**WHAT IS NEEDED:** Please find every line of the listing below where "bytes" occurs and copy it.

== INPUT DATA

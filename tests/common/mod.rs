//! Shared test infrastructure: a scripted in-process UDP upstream.
//!
//! The upstream answers each incoming query with the next canned response
//! in its script, regardless of the question, so a test lays out the
//! delegation chain as a sequence. An exhausted script means dead air,
//! which is how timeout behavior is exercised. Every received datagram is
//! counted so tests can assert exactly how many exchanges a resolution
//! performed.

use std::collections::VecDeque;
use std::net::Ipv4Addr;
use std::sync::atomic::{AtomicUsize, Ordering};
use std::sync::{Arc, Mutex};

use hickory_proto::op::{Message, MessageType, OpCode, ResponseCode};
use hickory_proto::rr::rdata;
use hickory_proto::rr::{Name, RData, Record};
use tokio::net::UdpSocket;

use iterdns::ResolverConfig;

// --- Record builders ---

pub fn name(s: &str) -> Name {
    Name::from_ascii(s).unwrap()
}

pub fn a_record(owner: &str, addr: Ipv4Addr, ttl: u32) -> Record {
    Record::from_rdata(name(owner), ttl, RData::A(rdata::A(addr)))
}

pub fn cname_record(owner: &str, target: &str, ttl: u32) -> Record {
    Record::from_rdata(
        name(owner),
        ttl,
        RData::CNAME(rdata::CNAME(name(target))),
    )
}

pub fn ns_record(zone: &str, server: &str, ttl: u32) -> Record {
    Record::from_rdata(name(zone), ttl, RData::NS(rdata::NS(name(server))))
}

// --- Canned responses ---

/// One scripted response, sections filled in by the builder methods.
#[derive(Debug, Clone, Default)]
pub struct CannedResponse {
    rcode: Option<ResponseCode>,
    answers: Vec<Record>,
    authority: Vec<Record>,
    additionals: Vec<Record>,
}

impl CannedResponse {
    /// NOERROR with empty sections (a dead end).
    pub fn empty() -> Self {
        Self::default()
    }

    /// A terminal answer set.
    pub fn answer(records: Vec<Record>) -> Self {
        Self {
            answers: records,
            ..Self::default()
        }
    }

    /// A server-signaled error with no answers.
    pub fn error(rcode: ResponseCode) -> Self {
        Self {
            rcode: Some(rcode),
            ..Self::default()
        }
    }

    /// A delegation: authority NS records plus optional glue.
    pub fn delegation(authority: Vec<Record>, additionals: Vec<Record>) -> Self {
        Self {
            authority,
            additionals,
            ..Self::default()
        }
    }

    fn into_message(self, query: &Message) -> Message {
        let mut response = Message::new();
        response.set_id(query.id());
        response.set_message_type(MessageType::Response);
        response.set_op_code(OpCode::Query);
        response.set_response_code(self.rcode.unwrap_or(ResponseCode::NoError));
        for question in query.queries() {
            response.add_query(question.clone());
        }
        for record in self.answers {
            response.add_answer(record);
        }
        for record in self.authority {
            response.add_name_server(record);
        }
        for record in self.additionals {
            response.add_additional(record);
        }
        response
    }
}

// --- Scripted upstream server ---

/// A scripted DNS upstream on a random loopback port.
pub struct ScriptedUpstream {
    port: u16,
    requests: Arc<AtomicUsize>,
    _shutdown: tokio::sync::oneshot::Sender<()>,
}

impl ScriptedUpstream {
    /// Bind a loopback socket and start answering from the script.
    pub async fn start(script: Vec<CannedResponse>) -> Self {
        let socket = UdpSocket::bind((Ipv4Addr::LOCALHOST, 0))
            .await
            .expect("failed to bind upstream socket");
        let port = socket
            .local_addr()
            .expect("failed to get local addr")
            .port();

        let requests = Arc::new(AtomicUsize::new(0));
        let counter = Arc::clone(&requests);
        let queue = Arc::new(Mutex::new(VecDeque::from(script)));
        let (tx, mut rx) = tokio::sync::oneshot::channel::<()>();

        tokio::spawn(async move {
            let mut buf = [0u8; 512];
            loop {
                tokio::select! {
                    result = socket.recv_from(&mut buf) => {
                        let Ok((len, src)) = result else { return };
                        counter.fetch_add(1, Ordering::SeqCst);

                        let query = match Message::from_vec(&buf[..len]) {
                            Ok(query) => query,
                            Err(e) => {
                                eprintln!("upstream received unparseable query: {}", e);
                                continue;
                            }
                        };

                        // Script exhausted: stay silent and let the
                        // resolver's timeout fire.
                        let next = queue.lock().unwrap().pop_front();
                        if let Some(canned) = next {
                            let response = canned.into_message(&query);
                            let bytes = response.to_vec().expect("failed to encode response");
                            let _ = socket.send_to(&bytes, src).await;
                        }
                    }
                    _ = &mut rx => return,
                }
            }
        });

        Self {
            port,
            requests,
            _shutdown: tx,
        }
    }

    /// Number of queries received so far.
    pub fn request_count(&self) -> usize {
        self.requests.load(Ordering::SeqCst)
    }

    /// Resolver configuration rooted at this upstream.
    pub fn resolver_config(&self) -> ResolverConfig {
        ResolverConfig {
            timeout_secs: 2,
            root_server: Ipv4Addr::LOCALHOST,
            server_port: self.port,
            ..ResolverConfig::default()
        }
    }
}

====

**FINISHED EXERCISE:**
                            let bytes = response.to_vec().expect("failed to encode response");
                            let _ = socket.send_to(&bytes, src).await;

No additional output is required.